I found that lying around inside were a number of bits of plank—each about five feet long, which had been sawed off by the carpenters engaged in building the prison. The ground being a bare common, was destitute of all shelter, and the pieces looked as if they would be quite useful in building a tent. There may have been an order issued forbidding the prisoners to touch them, but if so, I had not heard it, and I imagine the first intimation to the prisoner just killed that the boards were not to be taken was the bullet which penetrated his vitals. Twenty-five cents would be a liberal appraisement of the value of the lumber for which the boy lost his life.

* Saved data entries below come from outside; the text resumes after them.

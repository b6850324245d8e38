//! # BSP Tree
//!
//! Binary Space Partitioning tree for CSG boolean operations, following
//! the csg.js algorithm by Evan Wallace.
//!
//! Each node holds a dividing plane, the polygons coplanar with it, and
//! front/back subtrees. The plane is kept on the node itself so clipping
//! still partitions space correctly after a node's own polygons have been
//! clipped away.
//!
//! ## Operations
//!
//! - `build`: insert polygons incrementally
//! - `invert`: flip solid/empty (flip polygons and planes, swap subtrees)
//! - `clip_to`: remove this tree's polygons that are inside another tree
//! - `all_polygons`: collect every polygon in the tree

use crate::plane::Plane;
use crate::polygon::Polygon;

/// A node in the BSP tree.
#[derive(Debug, Clone, Default)]
pub struct BspNode {
    /// Dividing plane; None until the first polygon is inserted.
    plane: Option<Plane>,
    /// Polygons coplanar with this node's plane.
    polygons: Vec<Polygon>,
    /// Subtree in front of the plane.
    front: Option<Box<BspNode>>,
    /// Subtree behind the plane.
    back: Option<Box<BspNode>>,
}

impl BspNode {
    /// Creates a BSP tree from a polygon set.
    pub fn new(polygons: Vec<Polygon>) -> Self {
        let mut node = Self::default();
        node.build(polygons);
        node
    }

    /// Inserts polygons into the tree.
    ///
    /// The first polygon of the first insertion donates the node's
    /// dividing plane.
    pub fn build(&mut self, polygons: Vec<Polygon>) {
        if polygons.is_empty() {
            return;
        }

        let plane = *self.plane.get_or_insert(polygons[0].plane);

        let mut coplanar_front = Vec::new();
        let mut coplanar_back = Vec::new();
        let mut front_polys = Vec::new();
        let mut back_polys = Vec::new();
        for poly in &polygons {
            poly.split(
                &plane,
                &mut coplanar_front,
                &mut coplanar_back,
                &mut front_polys,
                &mut back_polys,
            );
        }

        // Coplanar polygons stay on this node regardless of facing.
        self.polygons.append(&mut coplanar_front);
        self.polygons.append(&mut coplanar_back);

        if !front_polys.is_empty() {
            self.front
                .get_or_insert_with(Default::default)
                .build(front_polys);
        }
        if !back_polys.is_empty() {
            self.back
                .get_or_insert_with(Default::default)
                .build(back_polys);
        }
    }

    /// Inverts the tree: solid becomes empty and vice versa.
    pub fn invert(&mut self) {
        for poly in &mut self.polygons {
            poly.flip();
        }
        if let Some(plane) = &mut self.plane {
            plane.flip();
        }
        if let Some(front) = &mut self.front {
            front.invert();
        }
        if let Some(back) = &mut self.back {
            back.invert();
        }
        std::mem::swap(&mut self.front, &mut self.back);
    }

    /// Removes from `polygons` everything inside the solid this tree
    /// represents.
    ///
    /// Coplanar polygons follow the side their facing selects: same-facing
    /// survive with the front set, opposite-facing sink with the back set.
    pub fn clip_polygons(&self, polygons: Vec<Polygon>) -> Vec<Polygon> {
        let plane = match &self.plane {
            Some(plane) => *plane,
            None => return polygons,
        };

        let mut coplanar_front = Vec::new();
        let mut coplanar_back = Vec::new();
        let mut front_polys = Vec::new();
        let mut back_polys = Vec::new();
        for poly in &polygons {
            poly.split(
                &plane,
                &mut coplanar_front,
                &mut coplanar_back,
                &mut front_polys,
                &mut back_polys,
            );
        }

        // Coplanar polygons follow the side their facing selects.
        front_polys.append(&mut coplanar_front);
        back_polys.append(&mut coplanar_back);

        let mut result = match &self.front {
            Some(front) => front.clip_polygons(front_polys),
            None => front_polys,
        };
        if let Some(back) = &self.back {
            result.extend(back.clip_polygons(back_polys));
        }
        // No back subtree: back polygons are inside the solid, discarded.

        result
    }

    /// Clips this tree's polygons to another tree.
    pub fn clip_to(&mut self, other: &BspNode) {
        self.polygons = other.clip_polygons(std::mem::take(&mut self.polygons));
        if let Some(front) = &mut self.front {
            front.clip_to(other);
        }
        if let Some(back) = &mut self.back {
            back.clip_to(other);
        }
    }

    /// Collects all polygons from the tree.
    pub fn all_polygons(&self) -> Vec<Polygon> {
        let mut result = self.polygons.clone();
        if let Some(front) = &self.front {
            result.extend(front.all_polygons());
        }
        if let Some(back) = &self.back {
            result.extend(back.all_polygons());
        }
        result
    }
}

// =============================================================================
// TESTS
// =============================================================================

#[cfg(test)]
mod tests {
    use super::*;
    use glam::DVec3;

    fn triangle_at(z: f64) -> Polygon {
        Polygon::from_vertices(vec![
            DVec3::new(0.0, 0.0, z),
            DVec3::new(1.0, 0.0, z),
            DVec3::new(0.0, 1.0, z),
        ])
        .unwrap()
    }

    #[test]
    fn test_bsp_new_empty() {
        let tree = BspNode::new(vec![]);
        assert!(tree.all_polygons().is_empty());
    }

    #[test]
    fn test_bsp_collects_all_polygons() {
        let tree = BspNode::new(vec![
            triangle_at(0.0),
            triangle_at(1.0),
            triangle_at(-1.0),
        ]);
        assert_eq!(tree.all_polygons().len(), 3);
    }

    #[test]
    fn test_bsp_invert_flips_normals() {
        let poly = triangle_at(0.0);
        let original = poly.plane.normal;

        let mut tree = BspNode::new(vec![poly]);
        tree.invert();

        let inverted = tree.all_polygons()[0].plane.normal;
        assert!((original + inverted).length() < 1e-12);
    }

    #[test]
    fn test_bsp_clip_keeps_front() {
        let tree = BspNode::new(vec![triangle_at(0.0)]);
        let result = tree.clip_polygons(vec![triangle_at(1.0)]);
        assert_eq!(result.len(), 1);
    }

    #[test]
    fn test_bsp_clip_discards_back() {
        let tree = BspNode::new(vec![triangle_at(0.0)]);
        let result = tree.clip_polygons(vec![triangle_at(-1.0)]);
        assert!(result.is_empty());
    }

    #[test]
    fn test_bsp_clip_splits_spanning() {
        let tree = BspNode::new(vec![triangle_at(0.0)]);
        let spanning = Polygon::from_vertices(vec![
            DVec3::new(0.0, 0.0, -1.0),
            DVec3::new(1.0, 0.0, -1.0),
            DVec3::new(0.5, 0.0, 1.0),
        ])
        .unwrap();
        let result = tree.clip_polygons(vec![spanning]);
        // Only the fragment above the plane survives.
        assert_eq!(result.len(), 1);
        for v in &result[0].vertices {
            assert!(v.z >= -1e-9);
        }
    }

    #[test]
    fn test_bsp_incremental_build() {
        let mut tree = BspNode::new(vec![triangle_at(0.0)]);
        tree.build(vec![triangle_at(2.0)]);
        assert_eq!(tree.all_polygons().len(), 2);
    }
}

Half an hour afterward we thought we saw all the guards march out of the front gate. There was still another pile of these same kind of pieces of board lying at the further side of the prison. The crowd around me noticed it, and we all made a rush for it. In spite of my lame feet I outstripped the rest, and was just in the act of stooping down to pick the boards up when a loud yell from those behind startled me. Glancing to my left I saw a guard cocking his gun and bringing it up to shoot me. With one frightened spring, as quick as a flash, and before he could cover me, I landed fully a rod back in the crowd, and mixed with it. The fellow tried hard to draw a bead on me, but I was too quick for him, and he finally lowered his gun with an oath expressive of disappointment in not being able to kill a Yankee.

Walking back to my place the full ludicrousness of the thing dawned upon me so forcibly that I forgot all about my excitement and scare, and laughed aloud. Here, not an hour age I was murmuring because I could find no way to die; I sighed for death as a bridegroom for the coming of his bride, an yet, when a Rebel had pointed his gun at me, it had nearly scared me out of a year's growth, and made me jump farther than I could possibly do when my feet were well, and I was in good condition otherwise.